--- Assigned task ---
From the records below, transcribe only the lines running from the one with "self.attributes.iter().find(|(n, _)| n" through the one with "pub fn set_value(&mut". Keep both of those end lines.

*** Opening of Data for processing ***

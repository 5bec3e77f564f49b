use std::rc::Rc;

use crate::codec::bits::{read_bits, write_bits};
use crate::data_object::NodeModel;
use crate::error::{BitstreamError, Result};
use crate::format::RegisterFormat;

/// One decoded bit-field of a register write.
#[derive(Debug, Clone)]
pub struct Attribute {
    pub value: u64,
    pub value_name: Option<String>,
    pub description: Option<String>,
    pub bit_size: u32,
}

/// A register write body: an ordered mapping `attribute_name → Attribute`,
/// decoded against a [`RegisterFormat`] (§4.5).
#[derive(Debug, Clone)]
pub struct Type1Payload {
    pub register_format: Rc<RegisterFormat>,
    attributes: Vec<(String, Attribute)>,
}

impl Type1Payload {
    pub fn get(&self, name: &str) -> Option<&Attribute> {
        self.attributes.iter().find(|(n, _)| n == name).map(|(_, a)| a)
    }

    pub fn iter(&self) -> impl Iterator<Item = &(String, Attribute)> {
        self.attributes.iter()
    }

    pub fn set_value(&mut self, name: &str, value: u64) -> bool {
        if let Some((_, attr)) = self.attributes.iter_mut().find(|(n, _)| n == name) {
            attr.value = value;
            let format = self.register_format.attribute_by_name(name);
            attr.value_name = format
                .and_then(|f| f.value_doc(value))
                .map(|doc| doc.name.clone());
            true
        } else {
            false
        }
    }
}

impl NodeModel for Type1Payload {
    type DecodeArgs = Rc<RegisterFormat>;

    fn decode(bytes: &[u8], register_format: &Rc<RegisterFormat>) -> Result<Self> {
        if bytes.len() != register_format.size {
            return Err(BitstreamError::SizeMismatch {
                expected: register_format.size,
                actual: bytes.len(),
                context: format!("type-1 payload for register {}", register_format.name),
            });
        }

        let mut bit_offset = 0usize;
        let mut attributes = Vec::with_capacity(register_format.attributes.len());
        for attr_format in &register_format.attributes {
            let raw = read_bits(bytes, bit_offset, attr_format.bit_size);
            bit_offset += attr_format.bit_size as usize;
            let doc = attr_format.value_doc(raw);
            attributes.push((
                attr_format.name.to_lowercase(),
                Attribute {
                    value: raw,
                    value_name: doc.map(|d| d.name.clone()),
                    description: doc
                        .map(|d| d.description.clone())
                        .or_else(|| Some(attr_format.description.clone())),
                    bit_size: attr_format.bit_size,
                },
            ));
        }

        Ok(Type1Payload {
            register_format: register_format.clone(),
            attributes,
        })
    }

    fn encode(&self) -> Result<Vec<u8>> {
        let mut buffer = vec![0u8; self.register_format.size];
        let mut bit_offset = 0usize;
        for (_, attr) in &self.attributes {
            write_bits(&mut buffer, bit_offset, attr.bit_size, attr.value);
            bit_offset += attr.bit_size as usize;
        }
        Ok(buffer)
    }
}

*** Close of Data for processing ***

--- Task answer ---
        self.attributes.iter().find(|(n, _)| n == name).map(|(_, a)| a)
    }

    pub fn iter(&self) -> impl Iterator<Item = &(String, Attribute)> {
        self.attributes.iter()
    }

    pub fn set_value(&mut self, name: &str, value: u64) -> bool {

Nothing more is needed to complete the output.